> Work order: Some lines in the listing hold the word "constraint". Return each of them.

> Excerpted records:

//! Access-token retrieval with OAuth refresh.
//!
//! A credential is refreshed when it expires within [`REFRESH_MARGIN_SECS`].
//! Refreshes of one credential are serialized so concurrent callers cause a
//! single exchange; the loser of the race re-reads the stored token.

use async_trait::async_trait;
use chrono::{DateTime, Duration, Utc};
use reqwest::Method;
use serde::{Deserialize, Serialize};
use std::collections::HashMap;
use std::sync::Arc;
use tracing::{info, warn};

use crate::error::HookError;
use crate::provider::http::{ApiRequest, Transport};
use crate::provider::{ProviderKind, ProviderRegistry};
use crate::store::{Store, update_with_retry};
use crate::types::{Credential, ObjectKey, Watch};

/// Seconds before expiry at which a token is refreshed.
pub const REFRESH_MARGIN_SECS: i64 = 60;

/// OAuth client registered with a host, used for the refresh-token grant.
#[derive(Debug, Clone, PartialEq, Eq, Serialize, Deserialize)]
pub struct OAuthApp {
    pub client_id: String,
    pub client_secret: String,
    pub token_url: String,
}

#[derive(Debug, Clone, PartialEq, Eq)]
pub struct RefreshedToken {
    pub access_token: String,
    pub refresh_token: Option<String>,
    pub expiry: Option<DateTime<Utc>>,
}

#[derive(Debug, Clone, Copy, PartialEq, Eq)]
pub enum TokenState {
    Valid,
    NearExpiry,
    Refreshing,
    Refreshed,
    RefreshFailed,
}

#[async_trait]
pub trait TokenRefresher: Send + Sync {
    async fn refresh(&self, app: &OAuthApp, refresh_token: &str) -> Result<RefreshedToken, HookError>;
}

#[derive(Deserialize)]
struct TokenResponse {
    access_token: String,
    #[serde(default)]
    refresh_token: Option<String>,
    #[serde(default)]
    expires_in: Option<i64>,
}

/// Standard refresh-token grant with client credentials in basic auth.
pub struct OAuthRefresher {
    transport: Arc<dyn Transport>,
}

impl OAuthRefresher {
    pub fn new(transport: Arc<dyn Transport>) -> Self {
        Self { transport }
    }
}

#[async_trait]
impl TokenRefresher for OAuthRefresher {
    async fn refresh(&self, app: &OAuthApp, refresh_token: &str) -> Result<RefreshedToken, HookError> {
        let request = ApiRequest::new(Method::POST, &app.token_url)
            .basic(&app.client_id, &app.client_secret)
            .header("accept", "application/json")
            .form(&[
                ("grant_type", "refresh_token"),
                ("refresh_token", refresh_token),
            ]);
        let response = self
            .transport
            .execute(request)
            .await
            .and_then(|r| r.error_for_status())
            .map_err(|e| HookError::CredentialRefresh(e.to_string()))?;
        let token: TokenResponse = response
            .json()
            .map_err(|e| HookError::CredentialRefresh(e.to_string()))?;
        Ok(RefreshedToken {
            access_token: token.access_token,
            refresh_token: token.refresh_token.filter(|t| !t.is_empty()),
            expiry: token.expires_in.map(|secs| Utc::now() + Duration::seconds(secs)),
        })
    }
}

/// Whether `credential` must be refreshed at `now`. No expiry means it never does.
pub fn token_state(credential: &Credential, now: DateTime<Utc>) -> Result<TokenState, HookError> {
    let Some(raw) = credential.expiry.as_deref().filter(|e| !e.is_empty()) else {
        return Ok(TokenState::Valid);
    };
    let expiry = DateTime::parse_from_rfc3339(raw)
        .map_err(|e| {
            HookError::Config(format!(
                "credential {} has invalid expiry '{raw}': {e}",
                credential.metadata.key()
            ))
        })?
        .with_timezone(&Utc);
    if expiry < now + Duration::seconds(REFRESH_MARGIN_SECS) {
        Ok(TokenState::NearExpiry)
    } else {
        Ok(TokenState::Valid)
    }
}

pub struct CredentialBroker {
    credentials: Arc<dyn Store<Credential>>,
    registry: ProviderRegistry,
    refresher: Arc<dyn TokenRefresher>,
    locks: parking_lot::Mutex<HashMap<ObjectKey, Arc<tokio::sync::Mutex<()>>>>,
}

impl CredentialBroker {
    pub fn new(
        credentials: Arc<dyn Store<Credential>>,
        registry: ProviderRegistry,
        refresher: Arc<dyn TokenRefresher>,
    ) -> Self {
        Self {
            credentials,
            registry,
            refresher,
            locks: parking_lot::Mutex::new(HashMap::new()),
        }
    }

    /// Token for calls made on behalf of `watch`; empty when it has no credential.
    pub async fn token_for(&self, watch: &Watch, kind: ProviderKind) -> Result<String, HookError> {
        match &watch.spec.credential {
            Some(key) => self.ensure(key, kind).await,
            None => Ok(String::new()),
        }
    }

    /// Returns a usable access token, refreshing it first when near expiry.
    pub async fn ensure(&self, key: &ObjectKey, kind: ProviderKind) -> Result<String, HookError> {
        let credential = self.credentials.get(key).await?;
        let Some(app) = self.refresh_app(&credential, kind) else {
            return Ok(credential.access_token);
        };
        if token_state(&credential, Utc::now())? == TokenState::Valid {
            return Ok(credential.access_token);
        }

        let lock = self.lock_for(key);
        let result = {
            let _guard = lock.lock().await;
            self.refresh_locked(key, &app).await
        };
        drop(lock);
        self.locks.lock().retain(|_, lock| Arc::strong_count(lock) > 1);
        result
    }

    async fn refresh_locked(&self, key: &ObjectKey, app: &OAuthApp) -> Result<String, HookError> {
        // Another caller may have refreshed while we waited.
        let credential = self.credentials.get(key).await?;
        if token_state(&credential, Utc::now())? == TokenState::Valid {
            return Ok(credential.access_token);
        }
        let Some(refresh_token) = credential.refresh_token.as_deref().filter(|t| !t.is_empty()) else {
            return Ok(credential.access_token);
        };

        info!(credential = %key, state = ?TokenState::Refreshing, "refreshing access token");
        let refreshed = match self.refresher.refresh(app, refresh_token).await {
            Ok(refreshed) => refreshed,
            Err(err) => {
                warn!(credential = %key, state = ?TokenState::RefreshFailed, error = %err, "token refresh failed");
                return Err(err);
            }
        };

        let stored = update_with_retry(self.credentials.as_ref(), key, |c| {
            c.access_token = refreshed.access_token.clone();
            if let Some(token) = &refreshed.refresh_token {
                c.refresh_token = Some(token.clone());
            }
            c.expiry = refreshed.expiry.map(|e| e.to_rfc3339());
            true
        })
        .await?;
        info!(credential = %key, state = ?TokenState::Refreshed, "access token refreshed");
        Ok(stored.access_token)
    }

    fn refresh_app(&self, credential: &Credential, kind: ProviderKind) -> Option<OAuthApp> {
        let has_refresh_token = credential
            .refresh_token
            .as_deref()
            .is_some_and(|t| !t.is_empty());
        if !has_refresh_token {
            return None;
        }
        let kind = credential.provider.unwrap_or(kind);
        self.registry
            .get(kind)
            .ok()
            .and_then(|client| client.oauth_app().cloned())
    }

    fn lock_for(&self, key: &ObjectKey) -> Arc<tokio::sync::Mutex<()>> {
        self.locks.lock().entry(key.clone()).or_default().clone()
    }
}
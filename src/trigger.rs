use chrono::Utc;
use tracing::{debug, info};

use crate::error::{HookError, StoreError};
use crate::provider::ProviderKind;
use crate::store::Store;
use crate::types::{ChangeEvent, ObjectMeta, Trigger, TriggerSpec, TriggerStatus, Watch};

const SHORT_SHA_LEN: usize = 7;

/// Where an accepted change was observed.
#[derive(Debug, Clone, Copy, PartialEq, Eq)]
pub enum Origin {
    /// Host delivery; every accepted call yields its own trigger.
    Webhook,
    /// Poller detection; the name is derived from the commit.
    Poll,
}

/// `<watch>-<first 7 chars of sha>`.
pub fn poll_trigger_name(watch: &Watch, commit: &str) -> String {
    let short: String = commit.chars().take(SHORT_SHA_LEN).collect();
    format!("{}-{}", watch.metadata.name, short.to_ascii_lowercase())
}

pub fn build(watch: &Watch, provider: ProviderKind, event: ChangeEvent, origin: Origin) -> Trigger {
    let mut metadata = ObjectMeta::new(watch.metadata.namespace.clone(), "");
    metadata.labels = watch.spec.execution_labels.clone();
    match origin {
        Origin::Webhook => metadata.generate_name = format!("{}-", watch.metadata.name),
        Origin::Poll => {
            let commit = event.commit.as_deref().unwrap_or_default();
            metadata.name = poll_trigger_name(watch, commit);
        }
    }
    let repository_url = event
        .repository_url
        .clone()
        .filter(|url| !url.is_empty())
        .unwrap_or_else(|| watch.spec.repository_url.clone());
    Trigger {
        metadata,
        spec: TriggerSpec {
            watch: watch.key(),
            provider,
            repository_url,
            event,
            created_at: Utc::now(),
        },
        status: TriggerStatus::default(),
    }
}

/// Outcome of [`emit`].
#[derive(Debug)]
pub struct Emitted {
    pub trigger: Trigger,
    /// False when a poll detection found its trigger already stored.
    pub created: bool,
}

/// Persists the trigger for an accepted change. A repeated poll detection of
/// the same commit returns the trigger already stored.
pub async fn emit(
    triggers: &dyn Store<Trigger>,
    watch: &Watch,
    provider: ProviderKind,
    event: ChangeEvent,
    origin: Origin,
) -> Result<Emitted, HookError> {
    let trigger = build(watch, provider, event, origin);
    let key = (!trigger.metadata.name.is_empty()).then(|| trigger.metadata.key());
    match triggers.create(trigger).await {
        Ok(created) => {
            info!(
                watch = %watch.key(),
                trigger = %created.metadata.key(),
                kind = %created.spec.event.kind,
                commit = created.spec.event.commit.as_deref().unwrap_or_default(),
                "trigger created"
            );
            Ok(Emitted {
                trigger: created,
                created: true,
            })
        }
        Err(StoreError::AlreadyExists { .. }) if origin == Origin::Poll => {
            let key = key.ok_or_else(|| HookError::Config("poll trigger without name".into()))?;
            debug!(trigger = %key, "trigger already recorded");
            Ok(Emitted {
                trigger: triggers.get(&key).await?,
                created: false,
            })
        }
        Err(err) => Err(err.into()),
    }
}

#[cfg(test)]
mod tests {
    use super::*;
    use crate::store::InMemoryStore;
    use crate::types::{EventKind, WatchSpec, WatchStatus};

    fn watch() -> Watch {
        let mut spec = WatchSpec {
            repository_url: "https://github.com/acme/app".into(),
            push: true,
            enabled: true,
            ..Default::default()
        };
        spec.execution_labels.insert("pipeline".into(), "deploy".into());
        Watch {
            metadata: ObjectMeta::new("team-a", "app"),
            spec,
            status: WatchStatus::default(),
        }
    }

    #[tokio::test]
    async fn webhook_triggers_are_never_deduplicated() {
        let store = InMemoryStore::<Trigger>::new();
        let w = watch();
        let event = ChangeEvent::push("main", "9fceb02d0ae598e95dc970b74767f19372d61af8");

        let a = emit(&store, &w, ProviderKind::GitHub, event.clone(), Origin::Webhook)
            .await
            .unwrap()
            .trigger;
        let b = emit(&store, &w, ProviderKind::GitHub, event, Origin::Webhook)
            .await
            .unwrap()
            .trigger;
        assert_ne!(a.metadata.name, b.metadata.name);
        assert!(a.metadata.name.starts_with("app-"));
        assert_eq!(a.metadata.labels.get("pipeline").map(String::as_str), Some("deploy"));
        assert_eq!(a.spec.watch.to_string(), "team-a:app");
        assert_eq!(a.spec.event.kind, EventKind::Push);
        assert_eq!(a.spec.repository_url, "https://github.com/acme/app");
        assert_eq!(store.list().await.unwrap().len(), 2);
    }

    #[tokio::test]
    async fn every_webhook_delivery_gets_a_trigger() {
        let store = InMemoryStore::<Trigger>::new();
        let w = watch();
        let event = ChangeEvent::push("main", "9fceb02d0ae598e95dc970b74767f19372d61af8");

        for _ in 0..5000 {
            let emitted = emit(&store, &w, ProviderKind::GitHub, event.clone(), Origin::Webhook)
                .await
                .unwrap();
            assert!(emitted.created);
        }
        assert_eq!(store.list().await.unwrap().len(), 5000);
    }

    #[test]
    fn reported_repository_url_wins() {
        let w = watch();
        let mut event = ChangeEvent::push("main", "9fceb02d0ae598e95dc970b74767f19372d61af8");
        event.repository_url = Some("https://github.com/acme/app-fork".into());
        let t = build(&w, ProviderKind::GitHub, event.clone(), Origin::Webhook);
        assert_eq!(t.spec.repository_url, "https://github.com/acme/app-fork");

        event.repository_url = Some(String::new());
        let t = build(&w, ProviderKind::GitHub, event, Origin::Webhook);
        assert_eq!(t.spec.repository_url, "https://github.com/acme/app");
    }

    #[tokio::test]
    async fn poll_triggers_are_named_by_commit() {
        let store = InMemoryStore::<Trigger>::new();
        let w = watch();
        let event = ChangeEvent::push("main", "9FCEB02d0ae598e95dc970b74767f19372d61af8");

        let first = emit(&store, &w, ProviderKind::Polling, event.clone(), Origin::Poll).await.unwrap();
        let again = emit(&store, &w, ProviderKind::Polling, event, Origin::Poll).await.unwrap();
        assert_eq!(first.trigger.metadata.name, "app-9fceb02");
        assert!(first.created);
        assert!(!again.created);
        assert_eq!(first.trigger, again.trigger);
        assert_eq!(store.list().await.unwrap().len(), 1);
    }
}
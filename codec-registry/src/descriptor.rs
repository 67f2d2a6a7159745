//! Codec descriptors: the entries of a codec registry.
//!
//! A descriptor names the image format of a candidate codec,
//! and optionally the one implementation which is acceptable for it.
//! The display name of a descriptor is informative only,
//! and does not take part in equality.
use crate::property::{ParsePropertyError, Property};
use dicom_codec::patch::ParsePatchJpegLsError;
use dicom_codec::PatchJpegLs;
use snafu::{ResultExt, Snafu};
use std::fmt;

/// An error which may occur when constructing a codec descriptor.
#[derive(Debug, Clone, PartialEq, Snafu)]
#[non_exhaustive]
pub enum Error {
    /// The image format name is missing or empty
    MissingFormatName {},
    /// The display name is missing or empty
    MissingName {},
    #[snafu(display("Invalid JPEG-LS patch mode"))]
    InvalidPatchMode { source: ParsePatchJpegLsError },
    #[snafu(display("Invalid write parameters"))]
    InvalidWriteParams { source: ParsePropertyError },
    #[snafu(display("Invalid metadata overrides"))]
    InvalidMetadata { source: ParsePropertyError },
}

pub type Result<T, E = Error> = std::result::Result<T, E>;

/// Attributes of a codec entry, as declared in a descriptor document.
#[derive(Debug, Default, Clone, PartialEq, Eq)]
pub struct Attributes {
    entries: Vec<(String, String)>,
}

impl Attributes {
    /// Create an empty attribute set.
    pub fn new() -> Self {
        Self::default()
    }

    /// Add an attribute, builder style.
    pub fn with(mut self, name: impl Into<String>, value: impl Into<String>) -> Self {
        self.insert(name, value);
        self
    }

    /// Add an attribute.
    pub fn insert(&mut self, name: impl Into<String>, value: impl Into<String>) {
        self.entries.push((name.into(), value.into()));
    }

    /// Look up the first attribute with the given name.
    pub fn get(&self, name: &str) -> Option<&str> {
        self.entries
            .iter()
            .find(|(k, _)| k == name)
            .map(|(_, v)| v.as_str())
    }
}

/// Common behavior of reader and writer descriptors.
///
/// The associated constants describe how descriptors of this kind
/// are declared in descriptor documents and where the default document is.
pub trait CodecDescriptor: Clone + fmt::Debug + fmt::Display + Send + Sync + 'static {
    /// The name of the document's root element.
    const ROOT_ELEMENT: &'static str;
    /// The name of the element declaring one descriptor.
    const ENTRY_ELEMENT: &'static str;
    /// The logical name of the bundled default document.
    const DEFAULT_RESOURCE: &'static str;
    /// The environment variable overriding the default document name.
    const RESOURCE_ENV: &'static str;
    /// Whether document names may also refer to plain filesystem paths.
    const FILESYSTEM_FALLBACK: bool;

    /// Build a descriptor from the attributes of a document entry.
    ///
    /// Returns `Ok(None)` if the entry does not apply
    /// to the given platform.
    fn from_attributes(attributes: &Attributes, platform: Option<&str>) -> Result<Option<Self>>;

    /// The image format name of the candidate codec.
    fn format_name(&self) -> &str;

    /// The implementation accepted for this descriptor,
    /// or `None` if any implementation of the format will do.
    fn class_name(&self) -> Option<&str>;

    /// The JPEG-LS quirk to apply when using the codec.
    fn patch_jpegls(&self) -> Option<PatchJpegLs>;

    /// The display name of the descriptor.
    fn name(&self) -> &str;

    /// Whether a codec with the given implementation identifier
    /// satisfies this descriptor.
    fn accepts(&self, implementation: &str) -> bool {
        self.class_name().map_or(true, |c| c == implementation)
    }
}

/// Empty and wildcard class names mean "no constraint".
fn nullify(class_name: Option<&str>) -> Option<String> {
    match class_name {
        None | Some("") | Some("*") => None,
        Some(c) => Some(c.to_string()),
    }
}

fn parse_patch(value: Option<&str>) -> Result<Option<PatchJpegLs>> {
    match value {
        None | Some("") => Ok(None),
        Some(v) => v
            .parse::<PatchJpegLs>()
            .map(Some)
            .context(InvalidPatchModeSnafu),
    }
}

fn required(value: impl Into<String>, missing: Error) -> Result<String> {
    let value = value.into();
    if value.is_empty() {
        return Err(missing);
    }
    Ok(value)
}

/// A candidate image decoder for a transfer syntax.
#[derive(Debug, Clone)]
pub struct ReaderDescriptor {
    format_name: String,
    class_name: Option<String>,
    patch_jpegls: Option<PatchJpegLs>,
    name: String,
}

impl ReaderDescriptor {
    /// Create a reader descriptor for any decoder of the given image format.
    ///
    /// Fails if either the format name or the display name is empty.
    pub fn new(format_name: impl Into<String>, name: impl Into<String>) -> Result<Self> {
        Ok(ReaderDescriptor {
            format_name: required(format_name, Error::MissingFormatName {})?,
            class_name: None,
            patch_jpegls: None,
            name: required(name, Error::MissingName {})?,
        })
    }

    /// Constrain the descriptor to one decoder implementation.
    ///
    /// An empty name or `*` removes the constraint.
    pub fn with_class_name(mut self, class_name: Option<&str>) -> Self {
        self.class_name = nullify(class_name);
        self
    }

    /// Set the JPEG-LS quirk to apply when decoding.
    pub fn with_patch_jpegls(mut self, patch: Option<PatchJpegLs>) -> Self {
        self.patch_jpegls = patch;
        self
    }

    /// Obtain the image format name.
    pub fn format_name(&self) -> &str {
        &self.format_name
    }

    /// Obtain the decoder implementation constraint, if any.
    pub fn class_name(&self) -> Option<&str> {
        self.class_name.as_deref()
    }

    /// Obtain the JPEG-LS quirk to apply when decoding, if any.
    pub fn patch_jpegls(&self) -> Option<PatchJpegLs> {
        self.patch_jpegls
    }

    /// Obtain the display name.
    pub fn name(&self) -> &str {
        &self.name
    }
}

impl PartialEq for ReaderDescriptor {
    fn eq(&self, other: &Self) -> bool {
        self.format_name == other.format_name
            && self.class_name == other.class_name
            && self.patch_jpegls == other.patch_jpegls
    }
}

impl fmt::Display for ReaderDescriptor {
    fn fmt(&self, f: &mut fmt::Formatter) -> fmt::Result {
        f.write_str(&self.name)
    }
}

impl CodecDescriptor for ReaderDescriptor {
    const ROOT_ELEMENT: &'static str = "ImageReaderFactory";
    const ENTRY_ELEMENT: &'static str = "reader";
    const DEFAULT_RESOURCE: &'static str = crate::locator::READERS_RESOURCE;
    const RESOURCE_ENV: &'static str = "DICOM_IMAGE_READER_REGISTRY";
    const FILESYSTEM_FALLBACK: bool = true;

    fn from_attributes(attributes: &Attributes, platform: Option<&str>) -> Result<Option<Self>> {
        // only admit readers which can run on this platform
        if let Some(systems) = attributes.get("sys") {
            let admitted = platform.map_or(false, |p| systems.split(',').any(|s| s == p));
            if !admitted {
                return Ok(None);
            }
        }

        let descriptor = ReaderDescriptor::new(
            attributes.get("format").unwrap_or_default(),
            attributes.get("name").unwrap_or_default(),
        )?
        .with_class_name(attributes.get("class"))
        .with_patch_jpegls(parse_patch(attributes.get("patchJPEGLS"))?);
        Ok(Some(descriptor))
    }

    fn format_name(&self) -> &str {
        &self.format_name
    }

    fn class_name(&self) -> Option<&str> {
        self.class_name.as_deref()
    }

    fn patch_jpegls(&self) -> Option<PatchJpegLs> {
        self.patch_jpegls
    }

    fn name(&self) -> &str {
        &self.name
    }
}

/// A candidate image encoder for a transfer syntax,
/// with the configuration overrides to apply to it.
#[derive(Debug, Clone)]
pub struct WriterDescriptor {
    format_name: String,
    class_name: Option<String>,
    patch_jpegls: Option<PatchJpegLs>,
    write_params: Vec<Property>,
    metadata: Vec<Property>,
    name: String,
}

impl WriterDescriptor {
    /// Create a writer descriptor for any encoder of the given image format,
    /// with no configuration overrides.
    ///
    /// Fails if either the format name or the display name is empty.
    pub fn new(format_name: impl Into<String>, name: impl Into<String>) -> Result<Self> {
        Ok(WriterDescriptor {
            format_name: required(format_name, Error::MissingFormatName {})?,
            class_name: None,
            patch_jpegls: None,
            write_params: Vec::new(),
            metadata: Vec::new(),
            name: required(name, Error::MissingName {})?,
        })
    }

    /// Constrain the descriptor to one encoder implementation.
    ///
    /// An empty name or `*` removes the constraint.
    pub fn with_class_name(mut self, class_name: Option<&str>) -> Self {
        self.set_class_name(class_name);
        self
    }

    /// Set the JPEG-LS quirk to apply to the encoded output.
    pub fn with_patch_jpegls(mut self, patch: Option<PatchJpegLs>) -> Self {
        self.patch_jpegls = patch;
        self
    }

    /// Set the overrides of the encoder's write parameters.
    pub fn with_write_params(mut self, params: Vec<Property>) -> Self {
        self.write_params = params;
        self
    }

    /// Set the overrides of the format specific metadata.
    pub fn with_metadata(mut self, metadata: Vec<Property>) -> Self {
        self.metadata = metadata;
        self
    }

    /// Obtain the image format name.
    pub fn format_name(&self) -> &str {
        &self.format_name
    }

    /// Obtain the encoder implementation constraint, if any.
    pub fn class_name(&self) -> Option<&str> {
        self.class_name.as_deref()
    }

    /// Replace the encoder implementation constraint.
    /// An empty name or `*` removes the constraint.
    pub fn set_class_name(&mut self, class_name: Option<&str>) {
        self.class_name = nullify(class_name);
    }

    /// Obtain the JPEG-LS quirk to apply to the encoded output, if any.
    pub fn patch_jpegls(&self) -> Option<PatchJpegLs> {
        self.patch_jpegls
    }

    /// Replace the JPEG-LS quirk to apply when encoding.
    pub fn set_patch_jpegls(&mut self, patch: Option<PatchJpegLs>) {
        self.patch_jpegls = patch;
    }

    /// Obtain the write parameter overrides, in declaration order.
    pub fn write_params(&self) -> &[Property] {
        &self.write_params
    }

    /// Replace the encoder parameter overrides.
    pub fn set_write_params(&mut self, params: Vec<Property>) {
        self.write_params = params;
    }

    /// Obtain the metadata overrides, in declaration order.
    pub fn metadata(&self) -> &[Property] {
        &self.metadata
    }

    /// Replace the image metadata overrides.
    pub fn set_metadata(&mut self, metadata: Vec<Property>) {
        self.metadata = metadata;
    }

    /// Obtain the display name.
    pub fn name(&self) -> &str {
        &self.name
    }
}

impl PartialEq for WriterDescriptor {
    fn eq(&self, other: &Self) -> bool {
        self.format_name == other.format_name
            && self.class_name == other.class_name
            && self.patch_jpegls == other.patch_jpegls
            && self.write_params == other.write_params
            && self.metadata == other.metadata
    }
}

impl fmt::Display for WriterDescriptor {
    fn fmt(&self, f: &mut fmt::Formatter) -> fmt::Result {
        f.write_str(&self.name)
    }
}

impl CodecDescriptor for WriterDescriptor {
    const ROOT_ELEMENT: &'static str = "ImageWriterFactory";
    const ENTRY_ELEMENT: &'static str = "writer";
    const DEFAULT_RESOURCE: &'static str = crate::locator::WRITERS_RESOURCE;
    const RESOURCE_ENV: &'static str = "DICOM_IMAGE_WRITER_REGISTRY";
    const FILESYSTEM_FALLBACK: bool = false;

    fn from_attributes(attributes: &Attributes, _platform: Option<&str>) -> Result<Option<Self>> {
        let write_params = Property::parse_list(attributes.get("params").unwrap_or_default(), ';')
            .context(InvalidWriteParamsSnafu)?;
        let metadata = Property::parse_list(attributes.get("metadata").unwrap_or_default(), ';')
            .context(InvalidMetadataSnafu)?;

        let descriptor = WriterDescriptor::new(
            attributes.get("format").unwrap_or_default(),
            attributes.get("name").unwrap_or_default(),
        )?
        .with_class_name(attributes.get("class"))
        .with_patch_jpegls(parse_patch(attributes.get("patchJPEGLS"))?)
        .with_write_params(write_params)
        .with_metadata(metadata);
        Ok(Some(descriptor))
    }

    fn format_name(&self) -> &str {
        &self.format_name
    }

    fn class_name(&self) -> Option<&str> {
        self.class_name.as_deref()
    }

    fn patch_jpegls(&self) -> Option<PatchJpegLs> {
        self.patch_jpegls
    }

    fn name(&self) -> &str {
        &self.name
    }
}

> Problem solution:
/// Empty and wildcard class names mean "no constraint".
    /// An empty name or `*` removes the constraint.
    /// Obtain the decoder implementation constraint, if any.
    /// An empty name or `*` removes the constraint.
    /// Obtain the encoder implementation constraint, if any.
    /// Replace the encoder implementation constraint.
    /// An empty name or `*` removes the constraint.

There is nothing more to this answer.